Julian Fisher, co-founder of Venture Education, says that while in the past schools targeted the children of expats, increasingly new campuses are catering for Chinese students.

"The amount of expats and foreigners in China is falling and companies are hiring locally so there's just not the demand anymore," Fisher told trade publication Professionals in International Education.

The rapid expansion of British independent schools in the Chinese mainland will lead to increasingly high levels of competition between players, according to Venture Education.
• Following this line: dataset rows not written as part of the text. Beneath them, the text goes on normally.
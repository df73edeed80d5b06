//! Event declaration and dispatch.
//!
//! Services declare the event types they emit once at construction and then
//! fire them without waiting for any acknowledgement.

use std::{
  collections::HashSet,
  sync::{Arc, PoisonError, RwLock},
};

use serde_json::Value;

use crate::{Error, Result};

/// Fired by the alt service when a character stops or starts anchoring a
/// group. Payload: [`crate::alt::MainChanged`].
pub const MAIN_CHANGED: &str = "main_changed";

/// Fired for every message seen on the org channel. Payload: the
/// [`crate::channel::ServerPacket`] that carried it.
pub const ORG_MESSAGE: &str = "org_message";

/// Destination for fire-and-forget events.
pub trait EventSink: Send + Sync {
  /// Declare an event type. Idempotent.
  fn register_event_type(&self, event_type: &str);

  /// Deliver an event. Fails only if `event_type` was never registered.
  fn fire_event(&self, event_type: &str, payload: Value) -> Result<()>;
}

type Handler = Arc<dyn Fn(&str, &Value) + Send + Sync>;

/// In-process [`EventSink`] that calls every subscriber synchronously.
#[derive(Default)]
pub struct EventBus {
  types:    RwLock<HashSet<String>>,
  handlers: RwLock<Vec<Handler>>,
}

impl EventBus {
  pub fn new() -> Self { Self::default() }

  /// Add a handler that receives every event fired from now on.
  pub fn subscribe<F>(&self, handler: F)
  where
    F: Fn(&str, &Value) + Send + Sync + 'static,
  {
    self
      .handlers
      .write()
      .unwrap_or_else(PoisonError::into_inner)
      .push(Arc::new(handler));
  }

  pub fn is_registered(&self, event_type: &str) -> bool {
    self
      .types
      .read()
      .unwrap_or_else(PoisonError::into_inner)
      .contains(event_type)
  }
}

impl EventSink for EventBus {
  fn register_event_type(&self, event_type: &str) {
    self
      .types
      .write()
      .unwrap_or_else(PoisonError::into_inner)
      .insert(event_type.to_owned());
  }

  fn fire_event(&self, event_type: &str, payload: Value) -> Result<()> {
    if !self.is_registered(event_type) {
      return Err(Error::UnknownEventType(event_type.to_owned()));
    }

    // Clone the handler list so handlers may subscribe without deadlocking.
    let handlers: Vec<Handler> = self
      .handlers
      .read()
      .unwrap_or_else(PoisonError::into_inner)
      .clone();

    tracing::trace!(event_type, handlers = handlers.len(), "firing event");
    for handler in handlers {
      handler(event_type, &payload);
    }
    Ok(())
  }
}
//! The `add-team` command.

use std::sync::Arc;

use async_trait::async_trait;

use crate::cmd::{Command, Context, Handler, HandlerResult, OptionSchema, Reply, util};
use crate::store::Store;

use super::require_admin;

pub(crate) fn command(store: Arc<dyn Store>) -> Command {
    Command::new(
        "add-team",
        "Create a new team",
        vec![OptionSchema::new(
            "team",
            "the name of the team to create",
            util::TEAM_NAME,
            true,
        )],
        Box::new(AddTeamHandler { store }),
    )
}

struct AddTeamHandler {
    store: Arc<dyn Store>,
}

#[async_trait]
impl Handler for AddTeamHandler {
    async fn handle(&self, ctx: &Context<'_>) -> HandlerResult {
        require_admin(ctx)?;
        let name = ctx.option("team").unwrap_or_default();
        let team = self.store.create_team(name)?;
        Ok(Reply::text(format!(
            "`{}` team has been created :tada:",
            team.name
        )))
    }
}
The consultancy says that the schools best placed to survive will be those that successfully integrate local and British education, and localize sustainable management models.

Currently, Dulwich College in South London, whose former pupils include polar explorer Ernest Shackleton and best-selling comic novelist PG Wodehouse, has eight sister schools in China, the most of any UK independent school.

This is set to change, however, as Harrow School, where Winston Churchill and poet Lord Byron studied, plans to add eight new Chinese campuses to its existing two branches by 2022.

With Beijing and Shanghai already well populated with British schools, the majority of new campuses will be established in other major Chinese cities including Shenzhen, Hangzhou and Chengdu.

Renowned London-based institution Westminster School, the former school of musical composer Andrew Lloyd-Webber and architect Christopher Wren, plans to open its first international campus in Chengdu this year, along with Chinese partner Hong Kong Melodious Education Technology Group.

"The Westminster ethos will be central to life at the school," said Chengdu Westminster School Head Master Rodney Harris. "Our pastoral provision and well-being programs will underpin the lives of all our pupils so they can thrive in a safe, supportive and nurturing environment, positioning them to embrace the challenges and opportunities that lie ahead."